3. Brinkmanship represents the deliberate creation of a risk that it is not in complete control. The tactic in this situation is to create enough danger, tension for the other party that it will succumb. A very interesting concept used in the art of warfare, politics, and business. One major practitioner of brinkmanship in the 19th century was the German statesman Otto Von Bismarck, also known as the “Iron Chancellor”. An example of this type of tactic taking place in a fast context would be two cars coming straight to each other on a one lane road. One of the drivers may adopt the strategy to increase the speed, making it look to the opposite driver that he is planning to crush in him. The driver that initiates the action doesn’t have the objective to crash, but to stay on the road and not stop. His plan is to accelerate at the point of intimidating the other driver to pull out of the road, making the tension unbearable. In case the other driver does not slow down or stop, his plan is to steer right on the side of the road and hit the brakes. However, he does accept the risk that he may not have sufficient time to do that and crash. This is raw brinkmanship.
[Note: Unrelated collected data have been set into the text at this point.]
#[cfg(test)]
mod tests {
    use ibc_core::channel::types::channel::{Counterparty, Order, State};
    use ibc_core::channel::types::Version as ChannelVersion;
    use ibc_core::commitment_types::commitment::CommitmentRoot;
    use ibc_core::commitment_types::merkle::{verify_membership, verify_non_membership};
    use ibc_core::connection::types::version::Version as ConnectionVersion;
    use ibc_core::connection::types::{
        Counterparty as ConnectionCounterparty, State as ConnectionState,
    };
    use ibc_core::host::types::identifiers::{ChannelId, PortId};
    use ibc_core::host::types::key::{keccak256, packet_commitment_key};
    use rstest::rstest;
    use std::time::Duration;

    use super::*;
    use crate::impls::InMemoryStore;

    #[derive(Clone, Debug, PartialEq)]
    struct TaggedState(u8);

    impl Protobuf<Any> for TaggedState {}

    impl TryFrom<Any> for TaggedState {
        type Error = String;

        fn try_from(any: Any) -> Result<Self, Self::Error> {
            match any.value.as_slice() {
                [tag] => Ok(Self(*tag)),
                _ => Err("expected a single byte".to_string()),
            }
        }
    }

    impl From<TaggedState> for Any {
        fn from(state: TaggedState) -> Self {
            Any {
                type_url: "/test.TaggedState".to_string(),
                value: vec![state.0],
            }
        }
    }

    const HOST: [u8; 20] = [0xaa; 20];

    fn store() -> ProvableStore<InMemoryStore> {
        let config = ProvableStoreConfig::builder()
            .ibc_host_address(HOST.to_vec())
            .build();
        ProvableStore::new(InMemoryStore::default(), config).unwrap()
    }

    fn connection_end() -> ConnectionEnd {
        ConnectionEnd::new(
            ConnectionState::Init,
            ClientId::new("hb-ibft2", 0).unwrap(),
            ConnectionCounterparty::new(
                ClientId::new("hb-ibft2", 0).unwrap(),
                None,
                CommitmentPrefix::try_from(HOST.to_vec()).unwrap(),
            ),
            ConnectionVersion::compatibles(),
            Duration::ZERO,
        )
        .unwrap()
    }

    fn channel_end() -> ChannelEnd {
        ChannelEnd::new(
            State::Init,
            Order::Unordered,
            Counterparty::new(PortId::transfer(), None),
            vec![ConnectionId::new(0)],
            ChannelVersion::new("ics20-1".to_string()),
        )
        .unwrap()
    }

    fn height(h: u64) -> Height {
        Height::new(0, h).unwrap()
    }

    #[test]
    fn an_empty_host_address_is_rejected() {
        let config = ProvableStoreConfig::builder()
            .ibc_host_address(Vec::new())
            .build();
        assert_eq!(
            ProvableStore::new(InMemoryStore::default(), config).err(),
            Some(StoreError::EmptyHostAddress)
        );
    }

    #[test]
    fn objects_read_back_with_a_found_flag() {
        let mut store = store();
        let conn_id = ConnectionId::new(0);
        let chan_path = ChannelEndPath::new(&PortId::transfer(), &ChannelId::new(0));

        assert_eq!(store.get_connection(&conn_id), Ok(None));
        assert!(!store.has_channel(&chan_path));

        store.set_connection(&conn_id, connection_end());
        store.set_channel(&chan_path, channel_end());

        assert_eq!(store.get_connection(&conn_id), Ok(Some(connection_end())));
        assert_eq!(store.get_channel(&chan_path), Ok(Some(channel_end())));
        assert!(store.has_connection(&conn_id));
    }

    #[test]
    fn connection_bytes_parse_without_a_store_lookup() {
        let mut store = store();
        let conn_id = ConnectionId::new(0);
        store.set_connection(&conn_id, connection_end());

        let bytes = store.get_connection_bytes(&conn_id).unwrap();
        let path = ConnectionPath::new(&conn_id).into();
        assert_eq!(
            ProvableStore::<InMemoryStore>::parse_connection_bytes(&path, &bytes),
            Ok(connection_end())
        );
        assert!(matches!(
            ProvableStore::<InMemoryStore>::parse_connection_bytes(&path, &[0xff, 0x01]),
            Err(StoreError::Decoding { .. })
        ));
    }

    #[test]
    fn commitment_tracks_the_stored_bytes() {
        let mut store = store();
        let port_id = PortId::transfer();
        let chan_id = ChannelId::new(0);
        let seq = Sequence::from(1);
        let path = CommitmentPath::new(&port_id, &chan_id, seq);
        let key = packet_commitment_key(&port_id, &chan_id, seq);

        assert_eq!(store.get_commitment(&key), CommitmentHash::ZERO);

        store.set_packet_commitment(&path, PacketCommitment::from(vec![7u8; 32]));
        assert_eq!(store.get_commitment(&key), CommitmentHash::of(&[7u8; 32]));

        assert!(store.delete_packet_commitment(&path));
        assert_eq!(store.get_commitment(&key), CommitmentHash::ZERO);
        assert!(!store.delete_packet_commitment(&path));
    }

    #[test]
    fn deleted_packets_leave_no_trace() {
        let mut store = store();
        let port_id = PortId::transfer();
        let chan_id = ChannelId::new(0);
        let paths: Vec<_> = (1..=3)
            .map(|seq| CommitmentPath::new(&port_id, &chan_id, Sequence::from(seq)))
            .collect();
        for path in &paths {
            store.set_packet_commitment(path, PacketCommitment::from(vec![1u8; 32]));
        }

        for path in &paths {
            assert!(store.delete_packet_commitment(path));
        }

        assert!(store.paths.is_empty());
        assert!(store
            .paths_with_prefix("commitments/ports/transfer/channels/channel-0")
            .is_empty());
    }

    #[test]
    fn client_states_are_overwritten_in_place() {
        let mut store = store();
        let client_id = ClientId::new("hb-ibft2", 0).unwrap();

        assert_eq!(store.get_client_state::<TaggedState>(&client_id), Ok(None));
        assert!(!store.has_client_state(&client_id));

        store.set_client_state(&client_id, TaggedState(1));
        store.set_client_state(&client_id, TaggedState(2));

        assert_eq!(
            store.get_client_state::<TaggedState>(&client_id),
            Ok(Some(TaggedState(2)))
        );
        assert_eq!(
            store.get_client_state_bytes(&client_id),
            Some(TaggedState(2).encode_vec())
        );
    }

    #[test]
    fn consensus_heights_are_written_once() {
        let mut store = store();
        let client_id = ClientId::new("hb-ibft2", 0).unwrap();

        store
            .set_consensus_state(&client_id, height(1), TaggedState(1))
            .unwrap();
        assert_eq!(
            store.set_consensus_state(&client_id, height(1), TaggedState(2)),
            Err(StoreError::DuplicateHeight {
                client_id: client_id.clone(),
                height: height(1),
            })
        );
        assert_eq!(
            store.get_consensus_state::<TaggedState>(&client_id, height(1)),
            Ok(Some(TaggedState(1)))
        );

        assert!(store.delete_consensus_state(&client_id, height(1)));
        store
            .set_consensus_state(&client_id, height(1), TaggedState(2))
            .unwrap();
        store
            .set_consensus_state(&client_id, height(3), TaggedState(3))
            .unwrap();
        assert_eq!(
            store.consensus_state_heights(&client_id),
            vec![height(1), height(3)]
        );
    }

    #[rstest]
    #[case(&[1, 2, 3], None)]
    #[case(&[1, 1], Some(1))]
    #[case(&[2, 1], Some(1))]
    #[case(&[0], Some(0))]
    fn sequences_only_move_forward(#[case] writes: &[u64], #[case] rejected: Option<usize>) {
        let mut store = store();
        let path = SeqSendPath::new(&PortId::transfer(), &ChannelId::new(0));

        let failed = writes
            .iter()
            .position(|seq| store.set_next_sequence_send(&path, (*seq).into()).is_err());
        assert_eq!(failed, rejected);
    }

    #[test]
    fn absent_sequences_have_no_value() {
        let store = store();
        let path = SeqRecvPath::new(&PortId::transfer(), &ChannelId::new(0));
        assert_eq!(store.get_next_sequence_recv(&path), Ok(None));
    }

    #[test]
    fn proofs_are_served_at_committed_heights() {
        let mut store = store();
        let chan_path = ChannelEndPath::new(&PortId::transfer(), &ChannelId::new(0));
        store.set_channel(&chan_path, channel_end());
        let root = CommitmentRoot::from(store.commit().unwrap());

        let value = store.get_channel_bytes(&chan_path).unwrap();
        let path: Path = chan_path.into();
        let proof = store.get_proof(1, &path).unwrap();
        assert!(
            verify_membership(&root, &path.storage_slot(), &keccak256(&value), &proof).is_ok()
        );

        let absent: Path =
            ReceiptPath::new(&PortId::transfer(), &ChannelId::new(0), 1.into()).into();
        let proof = store.get_proof(1, &absent).unwrap();
        assert!(verify_non_membership(&root, &absent.storage_slot(), &proof).is_ok());

        assert_eq!(
            store.get_proof(2, &path),
            Err(StoreError::MissingHeight {
                height: 2,
                latest: 1
            })
        );
    }

    #[test]
    fn committed_values_are_read_per_height() {
        let mut store = store();
        let conn_id = ConnectionId::new(0);
        let path: Path = ConnectionPath::new(&conn_id).into();
        store.commit().unwrap();
        store.set_connection(&conn_id, connection_end());
        store.commit().unwrap();

        assert_eq!(store.get_committed(1, &path), Ok(None));
        assert_eq!(
            store.get_committed(2, &path),
            Ok(store.get_connection_bytes(&conn_id))
        );
        assert!(store.get_committed(3, &path).is_err());
        assert_eq!(store.paths_with_prefix("connections/"), vec![path]);
    }

    #[test]
    fn old_heights_are_pruned_past_the_retention_window() {
        let config = ProvableStoreConfig::builder()
            .ibc_host_address(HOST.to_vec())
            .retained_heights(2)
            .build();
        let mut store = ProvableStore::new(InMemoryStore::default(), config).unwrap();
        for _ in 0..4 {
            store.commit().unwrap();
        }

        assert!(store.root_hash(2).is_err());
        assert!(store.root_hash(3).is_ok());
        assert!(store.root_hash(4).is_ok());
    }
}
4. Surprise, bringing forward the element of unpredictability creates a winning advantage in many competitions. Your adversary will try to read your moves, discover the unknown land, and have your mapped out. He is looking for patterns. When you introduce the element of surprise, it will be hard for him to make sense out of chaos and therefore hard to respond efficient to your moves. In the following I will copy a brilliant example of strategic surprise offered in the book. It is brilliant also because of the historical importance that is carries. “In preparation for their landings on the Normandy beaches in June 1944, the Allies used many devices to make the Germans believe the invasion will be at Calais. One of the most ingenious was to turn a German spy into a double agent, but no ordinary double agent. The English made sure that the Germans knew that this was intentional. To build up his lack of credibility as a double agent, the spy transmitted home some of the worst information possible. The Germans found this information useful simply by reversing that which they were told. This was the setup for the big sting. When the double agent told the truth the Allied landing would occur at Normandy, the Germans took this to be further evidence that Calais was the chosen spot.” As history has showed us it was Normandy and that switched the faith of the Second World War in the Allies favor.

This concludes my own thoughts and considerations about strategy and the “Thinking Strategically” book. In the fast-evolving world of information that we live in, ignorance is not advised.

I hope you have a wonderful Sunday and a productive week ahead of you.